Reactions: Like Like:
14


----------



## Kiarash

Khosh Amadin !

Reactions: Like Like:
23


----------



## kabooter_maila

BHarwana said:


> ISLAMABAD, Mar 9 (APP): In line with great maritime tradition and
> to further strengthen the existing warm and cordial relations with Iran, a Pakistan Navy Mission comprising Pakistan Navy ships Tippu Sultan and PNS Jurrat will call port at Bandar
> Abbas on the morning of 12 March for duration of three days.
> The Pakistani Task Force is commanded by the Commander 18th
> Destroyer Squadron, Commodore Mirza Foad Amin Baig whereas Pakistan Navy Ship Tippu Sultan is commanded by Captain Shafqat and Jurrat is commanded by Lt Commodore Alamgir, says a press release.
> Historically, the two countries enjoy cordial relations since
> independence as Iran was the first Muslim country to recognise Pakistan and Pakistan was the first country to recognise the Islamic Republic of Iran after the 1979 Islamic Revolution.
> The two countries are founding members of ECO and OIC and
> actively cooperate on international and regional forums.
> The defence relations between the two countries are also age old.
> Pakistan Navy’s visit to Bandar Abbas will enable to enrich from the
> mutual experiences and bring sincere wishes and prayers for peace and prosperity for the people of Iran and look forward for enhanced cooperation in future endeavours
> 
> https://www.app.com.pk/pakistan-navy-ships-to-call-port-at-bandar-abbas/



Pakistan and Iran, two brotherly countries with over-lapping national interests, are located at a strategic location in the Arabian Sea.

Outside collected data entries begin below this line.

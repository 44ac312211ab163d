//! Upload and verification protocol.
//!
//! Every put carries the completion marker and the source checksum in the
//! same call that commits the body. Verification reads them back together
//! with the store's integrity tag.

use std::collections::HashMap;
use std::future::Future;
use std::sync::Arc;
use std::time::Duration;

use thiserror::Error;
use tracing::{debug, warn};

use crate::config::RetryConfig;
use crate::store::{
    normalize_etag, ObjectHead, ObjectStore, PutOutcome, PutRequest, StoreError, UploadBody,
    COMPLETION_MARKER_KEY, COMPLETION_MARKER_VALUE, SOURCE_SHA256_KEY,
};

/// Exponential backoff: `base * 2^(attempt-1)`, capped at `max_delay`.
#[derive(Debug, Clone)]
pub struct RetryPolicy {
    pub max_attempts: u32,
    pub base_delay: Duration,
    pub max_delay: Duration,
}

impl RetryPolicy {
    pub fn from_config(config: &RetryConfig) -> Self {
        Self {
            max_attempts: config.max_attempts.max(1),
            base_delay: Duration::from_millis(config.base_delay_ms),
            max_delay: Duration::from_millis(config.max_delay_ms),
        }
    }

    /// Delay before the attempt following `attempt` (1-based).
    pub fn delay_after(&self, attempt: u32) -> Duration {
        let exp = attempt.saturating_sub(1).min(31);
        self.base_delay
            .checked_mul(1u32 << exp)
            .unwrap_or(self.max_delay)
            .min(self.max_delay)
    }
}

impl Default for RetryPolicy {
    fn default() -> Self {
        Self::from_config(&RetryConfig::default())
    }
}

#[derive(Error, Debug)]
pub enum UploadError {
    #[error("Object store rejected '{key}': {source}")]
    Rejected {
        key: String,
        #[source]
        source: StoreError,
    },

    #[error("Giving up on '{key}' after {attempts} attempts: {last_error}")]
    RetriesExhausted {
        key: String,
        attempts: u32,
        last_error: String,
    },
}

/// Transfer state of one destination object. Dropped once verified.
#[derive(Debug, Clone, PartialEq, Eq)]
pub struct UploadRecord {
    pub key: String,
    pub bytes_transferred: u64,
    pub etag: Option<String>,
    pub verified: bool,
}

/// What a verified object must match. `None` fields are not checked.
#[derive(Debug, Clone, Copy, Default)]
pub struct Expectation<'a> {
    pub etag: Option<&'a str>,
    pub source_checksum: Option<&'a str>,
}

#[derive(Debug, Clone, PartialEq, Eq)]
pub enum Verification {
    Verified { size: u64, etag: Option<String> },
    Missing,
    Incomplete,
    Mismatch { reason: String },
}

impl Verification {
    pub fn is_verified(&self) -> bool {
        matches!(self, Verification::Verified { .. })
    }

    fn of(head: Option<ObjectHead>, expected: &Expectation<'_>) -> Self {
        let Some(head) = head else {
            return Verification::Missing;
        };
        if !head.is_complete() {
            return Verification::Incomplete;
        }
        if let Some(expected_etag) = expected.etag.filter(|e| !e.is_empty()) {
            let actual = head.etag.as_deref().map(normalize_etag);
            if actual.as_deref() != Some(normalize_etag(expected_etag).as_str()) {
                return Verification::Mismatch {
                    reason: format!("etag {:?} != {}", actual, expected_etag),
                };
            }
        }
        if let Some(expected_sum) = expected.source_checksum {
            if head.source_checksum() != Some(expected_sum) {
                return Verification::Mismatch {
                    reason: format!(
                        "source checksum {:?} != {}",
                        head.source_checksum(),
                        expected_sum
                    ),
                };
            }
        }
        Verification::Verified {
            size: head.size,
            etag: head.etag,
        }
    }
}

/// Shared, stateless front for all object store traffic.
#[derive(Clone)]
pub struct Uploader {
    store: Arc<dyn ObjectStore>,
    policy: RetryPolicy,
}

impl Uploader {
    pub fn new(store: Arc<dyn ObjectStore>, policy: RetryPolicy) -> Self {
        Self { store, policy }
    }

    pub fn store(&self) -> &Arc<dyn ObjectStore> {
        &self.store
    }

    /// One put attempt with the completion marker attached.
    pub async fn upload(
        &self,
        key: &str,
        body: UploadBody,
        content_type: &str,
        source_checksum: &str,
    ) -> Result<PutOutcome, StoreError> {
        self.store
            .put(&marked_request(key, body, content_type, source_checksum))
            .await
    }

    /// Uploads and verifies, retrying transient failures and failed
    /// verifications with backoff. Permanent rejections fail immediately.
    pub async fn upload_and_verify(
        &self,
        key: &str,
        body: UploadBody,
        content_type: &str,
        source_checksum: &str,
    ) -> Result<UploadRecord, UploadError> {
        let request = marked_request(key, body, content_type, source_checksum);
        let mut last_error = String::new();

        for attempt in 1..=self.policy.max_attempts {
            match self.store.put(&request).await {
                Ok(outcome) => {
                    let expected = Expectation {
                        etag: Some(&outcome.etag),
                        source_checksum: Some(source_checksum),
                    };
                    match self.store.head(key).await {
                        Ok(head) => match Verification::of(head, &expected) {
                            Verification::Verified { etag, .. } => {
                                debug!(key, attempt, bytes = outcome.bytes_written, "Upload verified");
                                return Ok(UploadRecord {
                                    key: key.to_string(),
                                    bytes_transferred: outcome.bytes_written,
                                    etag,
                                    verified: true,
                                });
                            }
                            other => last_error = format!("verification failed: {:?}", other),
                        },
                        Err(e) if e.is_retryable() => last_error = e.to_string(),
                        Err(e) => {
                            return Err(UploadError::Rejected {
                                key: key.to_string(),
                                source: e,
                            })
                        }
                    }
                }
                Err(e) if e.is_retryable() => last_error = e.to_string(),
                Err(e) => {
                    return Err(UploadError::Rejected {
                        key: key.to_string(),
                        source: e,
                    })
                }
            }

            if attempt < self.policy.max_attempts {
                let delay = self.policy.delay_after(attempt);
                warn!(key, attempt, ?delay, error = %last_error, "Upload attempt failed, retrying");
                tokio::time::sleep(delay).await;
            }
        }

        Err(UploadError::RetriesExhausted {
            key: key.to_string(),
            attempts: self.policy.max_attempts,
            last_error,
        })
    }

    /// Reads the object's metadata and classifies it against `expected`.
    /// Transient store errors are retried; only exhaustion is an error.
    pub async fn inspect(
        &self,
        key: &str,
        expected: &Expectation<'_>,
    ) -> Result<Verification, UploadError> {
        let head = self.retrying(key, || self.store.head(key)).await?;
        Ok(Verification::of(head, expected))
    }

    /// True only when the object exists, carries the marker and matches
    /// `expected`. A missing or mismatched object is `Ok(false)`.
    pub async fn verify(&self, key: &str, expected: &Expectation<'_>) -> Result<bool, UploadError> {
        Ok(self.inspect(key, expected).await?.is_verified())
    }

    /// Deletes an object that lacks the completion marker. Returns false
    /// when there is nothing at `key` or the object is complete.
    pub async fn cleanup_incomplete(&self, key: &str) -> Result<bool, UploadError> {
        let head = self.retrying(key, || self.store.head(key)).await?;
        match head {
            Some(head) if !head.is_complete() => {
                self.retrying(key, || self.store.delete(key)).await?;
                debug!(key, "Deleted incomplete object");
                Ok(true)
            }
            _ => Ok(false),
        }
    }

    /// Lists keys under `prefix` with the same retry treatment.
    pub async fn list(&self, prefix: &str) -> Result<Vec<String>, UploadError> {
        self.retrying(prefix, || self.store.list(prefix)).await
    }

    async fn retrying<T, F, Fut>(&self, key: &str, mut op: F) -> Result<T, UploadError>
    where
        F: FnMut() -> Fut,
        Fut: Future<Output = Result<T, StoreError>>,
    {
        let mut attempt = 1;
        loop {
            match op().await {
                Ok(value) => return Ok(value),
                Err(e) if e.is_retryable() && attempt < self.policy.max_attempts => {
                    let delay = self.policy.delay_after(attempt);
                    warn!(key, attempt, ?delay, error = %e, "Store call failed, retrying");
                    tokio::time::sleep(delay).await;
                    attempt += 1;
                }
                Err(e) if e.is_retryable() => {
                    return Err(UploadError::RetriesExhausted {
                        key: key.to_string(),
                        attempts: attempt,
                        last_error: e.to_string(),
                    })
                }
                Err(e) => {
                    return Err(UploadError::Rejected {
                        key: key.to_string(),
                        source: e,
                    })
                }
            }
        }
    }
}

fn marked_request(key: &str, body: UploadBody, content_type: &str, source_checksum: &str) -> PutRequest {
    PutRequest {
        key: key.to_string(),
        body,
        content_type: content_type.to_string(),
        metadata: HashMap::from([
            (
                COMPLETION_MARKER_KEY.to_string(),
                COMPLETION_MARKER_VALUE.to_string(),
            ),
            (SOURCE_SHA256_KEY.to_string(), source_checksum.to_string()),
        ]),
    }
}
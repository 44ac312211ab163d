//! Object store abstraction.
//!
//! An object is complete only when it carries the completion marker in its
//! user metadata. Implementations must write metadata in the same call that
//! commits the object, so a marker can never exist without its body.

use std::collections::HashMap;
use std::path::PathBuf;

use async_trait::async_trait;
use thiserror::Error;

pub mod memory;
pub mod s3;

pub use memory::InMemoryObjectStore;
pub use s3::S3ObjectStore;

/// Metadata key carrying the completion marker.
pub const COMPLETION_MARKER_KEY: &str = "sluice-complete";
/// Sentinel value of the completion marker.
pub const COMPLETION_MARKER_VALUE: &str = "true";
/// Metadata key carrying the SHA-256 of the source file.
pub const SOURCE_SHA256_KEY: &str = "sluice-source-sha256";

#[derive(Error, Debug)]
pub enum StoreError {
    /// Network failures, throttling and 5xx responses.
    #[error("{op} '{key}' failed transiently: {message}")]
    Transient {
        op: &'static str,
        key: String,
        message: String,
    },

    /// The store refused the request. Retrying will not help.
    #[error("{op} '{key}' was rejected: {message}")]
    Rejected {
        op: &'static str,
        key: String,
        message: String,
    },

    /// The local body could not be read.
    #[error("Failed to read upload body for '{key}': {source}")]
    Body {
        key: String,
        #[source]
        source: std::io::Error,
    },
}

impl StoreError {
    pub fn is_retryable(&self) -> bool {
        matches!(self, StoreError::Transient { .. })
    }
}

/// Where the bytes of an upload come from. File bodies can be re-read on retry.
#[derive(Debug, Clone)]
pub enum UploadBody {
    File(PathBuf),
    Bytes(Vec<u8>),
}

impl UploadBody {
    pub async fn len(&self) -> std::io::Result<u64> {
        match self {
            UploadBody::File(path) => Ok(tokio::fs::metadata(path).await?.len()),
            UploadBody::Bytes(bytes) => Ok(bytes.len() as u64),
        }
    }
}

#[derive(Debug, Clone)]
pub struct PutRequest {
    pub key: String,
    pub body: UploadBody,
    pub content_type: String,
    pub metadata: HashMap<String, String>,
}

#[derive(Debug, Clone, PartialEq, Eq)]
pub struct PutOutcome {
    pub etag: String,
    pub bytes_written: u64,
}

#[derive(Debug, Clone, PartialEq, Eq)]
pub struct ObjectHead {
    pub key: String,
    pub size: u64,
    pub etag: Option<String>,
    pub metadata: HashMap<String, String>,
}

impl ObjectHead {
    pub fn is_complete(&self) -> bool {
        self.metadata.get(COMPLETION_MARKER_KEY).map(String::as_str) == Some(COMPLETION_MARKER_VALUE)
    }

    pub fn source_checksum(&self) -> Option<&str> {
        self.metadata.get(SOURCE_SHA256_KEY).map(String::as_str)
    }
}

/// Minimal object store surface. Handles are shared by all workers.
#[async_trait]
pub trait ObjectStore: Send + Sync {
    /// Writes the body and its metadata as one commit.
    async fn put(&self, request: &PutRequest) -> Result<PutOutcome, StoreError>;

    /// Returns `None` when no object exists at `key`.
    async fn head(&self, key: &str) -> Result<Option<ObjectHead>, StoreError>;

    /// Deleting a missing key succeeds.
    async fn delete(&self, key: &str) -> Result<(), StoreError>;

    /// Lists every key starting with `prefix`.
    async fn list(&self, prefix: &str) -> Result<Vec<String>, StoreError>;
}

/// Strips the quotes some stores wrap ETags in.
pub fn normalize_etag(etag: &str) -> String {
    etag.trim_matches('"').to_string()
}
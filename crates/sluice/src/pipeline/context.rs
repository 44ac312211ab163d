use tracing::error;

use crate::classify::FileClass;
use crate::worker::job::FileDetected;

use super::progress::{ProgressEvent, ProgressReporter};
use super::state::FileState;

/// State of one file's run through the pipeline.
pub struct FileContext<'a> {
    pub event: &'a FileDetected,
    progress: &'a dyn ProgressReporter,
    state: FileState,

    // Set in ChecksumPending
    pub checksum: Option<String>,

    // Set in Classifying
    pub class: Option<FileClass>,

    // Set before the first upload
    pub destination_key: Option<String>,

    pub objects_uploaded: usize,
    pub bytes_transferred: u64,
}

impl<'a> FileContext<'a> {
    pub fn new(event: &'a FileDetected, progress: &'a dyn ProgressReporter) -> Self {
        Self {
            event,
            progress,
            state: FileState::Detected,
            checksum: None,
            class: None,
            destination_key: None,
            objects_uploaded: 0,
            bytes_transferred: 0,
        }
    }

    pub fn state(&self) -> FileState {
        self.state
    }

    pub fn advance(&mut self, next: FileState) {
        if !self.state.can_transition_to(next) {
            error!(from = %self.state, to = %next, "Illegal pipeline transition");
            debug_assert!(false, "illegal transition {} -> {}", self.state, next);
        }
        self.state = next;
        self.progress.report(ProgressEvent::State {
            path: &self.event.absolute_path,
            state: next,
        });
    }

    pub fn record_upload(&mut self, key: &str, bytes: u64) {
        self.objects_uploaded += 1;
        self.bytes_transferred += bytes;
        self.progress.report(ProgressEvent::ObjectUploaded {
            path: &self.event.absolute_path,
            key,
            bytes,
        });
    }
}
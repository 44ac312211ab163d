//! Streaming SHA-256 over files and readers.

use std::fs::File;
use std::io::{self, Read, Write};
use std::path::Path;

use sha2::{Digest, Sha256};

const CHUNK_SIZE: usize = 64 * 1024;

/// Hex digest plus the number of bytes that were hashed.
#[derive(Debug, Clone, PartialEq, Eq)]
pub struct Checksum {
    pub hex: String,
    pub bytes: u64,
}

pub fn sha256_file(path: &Path) -> io::Result<Checksum> {
    let file = File::open(path)?;
    sha256_reader(file)
}

pub fn sha256_reader<R: Read>(reader: R) -> io::Result<Checksum> {
    sha256_copy(reader, io::sink())
}

/// Copies `reader` into `writer` and hashes exactly the bytes written.
pub fn sha256_copy<R: Read, W: Write>(mut reader: R, mut writer: W) -> io::Result<Checksum> {
    let mut hasher = Sha256::new();
    let mut buf = vec![0u8; CHUNK_SIZE];
    let mut total = 0u64;

    loop {
        let n = match reader.read(&mut buf) {
            Ok(0) => break,
            Ok(n) => n,
            Err(e) if e.kind() == io::ErrorKind::Interrupted => continue,
            Err(e) => return Err(e),
        };
        hasher.update(&buf[..n]);
        writer.write_all(&buf[..n])?;
        total += n as u64;
    }

    writer.flush()?;
    Ok(Checksum {
        hex: hex::encode(hasher.finalize()),
        bytes: total,
    })
}

pub fn sha256_bytes(data: &[u8]) -> String {
    hex::encode(Sha256::digest(data))
}
use std::path::{Component, Path, PathBuf};

use chrono::{DateTime, Utc};

use crate::error::StorageError;

/// Move a file from `src` to `dst`. Uses `rename` first, falling back to
/// copy + delete across devices.
fn move_file(src: &Path, dst: &Path) -> Result<(), StorageError> {
    if std::fs::rename(src, dst).is_ok() {
        return Ok(());
    }

    std::fs::copy(src, dst).map_err(|e| StorageError::MoveFile {
        from: src.to_path_buf(),
        to: dst.to_path_buf(),
        source: e,
    })?;
    std::fs::remove_file(src).map_err(|e| StorageError::MoveFile {
        from: src.to_path_buf(),
        to: dst.to_path_buf(),
        source: e,
    })?;
    Ok(())
}

/// Quarantine for sources whose pipeline failed.
///
/// The relative layout of the watched tree is kept and each file name gets a
/// UTC timestamp prefix, so repeated failures of one path never collide.
#[derive(Debug, Clone)]
pub struct ErrorArea {
    root: PathBuf,
}

impl ErrorArea {
    pub fn new<P: AsRef<Path>>(root: P) -> Self {
        Self {
            root: root.as_ref().to_path_buf(),
        }
    }

    pub fn root(&self) -> &Path {
        &self.root
    }

    /// Moves `source` into the error area. `relative_path` is the path of
    /// the source below the watched directory.
    pub fn relocate(&self, source: &Path, relative_path: &Path) -> Result<PathBuf, StorageError> {
        self.relocate_at(source, relative_path, Utc::now())
    }

    fn relocate_at(
        &self,
        source: &Path,
        relative_path: &Path,
        now: DateTime<Utc>,
    ) -> Result<PathBuf, StorageError> {
        let dir = match safe_parent(relative_path) {
            Some(parent) => self.root.join(parent),
            None => self.root.clone(),
        };
        ensure_directory(&dir)?;

        let original_name = source
            .file_name()
            .and_then(|n| n.to_str())
            .unwrap_or("unnamed");
        let filename = format!("{}_{}", now.format("%Y%m%dT%H%M%S%.3fZ"), original_name);
        let target = resolve_conflict(&dir, &filename)?;

        move_file(source, &target)?;
        Ok(target)
    }
}

/// Parent of `relative` restricted to normal components.
fn safe_parent(relative: &Path) -> Option<PathBuf> {
    let parent: PathBuf = relative
        .parent()?
        .components()
        .filter_map(|c| match c {
            Component::Normal(part) => Some(part),
            _ => None,
        })
        .collect();
    (!parent.as_os_str().is_empty()).then_some(parent)
}

fn ensure_directory(path: &Path) -> Result<(), StorageError> {
    if !path.exists() {
        std::fs::create_dir_all(path).map_err(|e| StorageError::CreateDirectory {
            path: path.to_path_buf(),
            source: e,
        })?;
    }
    Ok(())
}

/// Returns `directory/filename`, or the first free `_2`, `_3`, ... variant.
fn resolve_conflict(directory: &Path, filename: &str) -> Result<PathBuf, StorageError> {
    let path = directory.join(filename);
    if std::fs::symlink_metadata(&path).is_err() {
        return Ok(path);
    }

    let (base, ext) = match filename.rfind('.') {
        Some(dot) if dot > 0 => (&filename[..dot], Some(&filename[dot..])),
        _ => (filename, None),
    };

    for counter in 2..=1000 {
        let candidate = match ext {
            Some(ext) => format!("{}_{}{}", base, counter, ext),
            None => format!("{}_{}", base, counter),
        };
        let candidate = directory.join(candidate);
        if std::fs::symlink_metadata(&candidate).is_err() {
            return Ok(candidate);
        }
    }

    Err(StorageError::FileExists(path))
}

In order to safeguard their strategic interests, the naval forces of the two countries must work in tandem. This port visit by Pak Navy ships is indicative of the fact that the two countries are moving on the right track. We have covered a lot of distance since Indian terrorist monkey (Indian Navy Commander Kul Bhushan) was trapped and caught by the ISI. That Indian terrorist was using a Iranian port city as his operational base without the knowledge or permission of Iranian authorities. Irani officials must have been in a rude shock by the evil Indian game of using terrorism against Pakistan. The terrorist monkey was also planning/preparing for launching sea born attacks against Pakistani ports. Anyhow, Iranians seem to have distanced themselves from Indians and their terrorism.


----------



## BHarwana

kabooter_maila said:


> Pakistan and Iran, two brotherly countries with over-lapping national interests, are located at a strategic location in the Arabian Sea. In order to safeguard their strategic interests, the naval forces of the two countries must work in tandem. This port visit by Pak Navy ships is indicative of the fact that the two countries are moving on the right track. We have covered a lot of distance since Indian terrorist monkey (Indian Navy Commander Kul Bhushan) was trapped and caught by the ISI. That Indian terrorist was using a Iranian port city as his operational base without the knowledge or permission of Iranian authorities. Irani officials must have been in a rude shock by the evil Indian game of using terrorism against Pakistan. The terrorist monkey was also planning/preparing for launching sea born attacks against Pakistani ports. Anyhow, Iranians seem to have distanced themselves from Indians and their terrorism.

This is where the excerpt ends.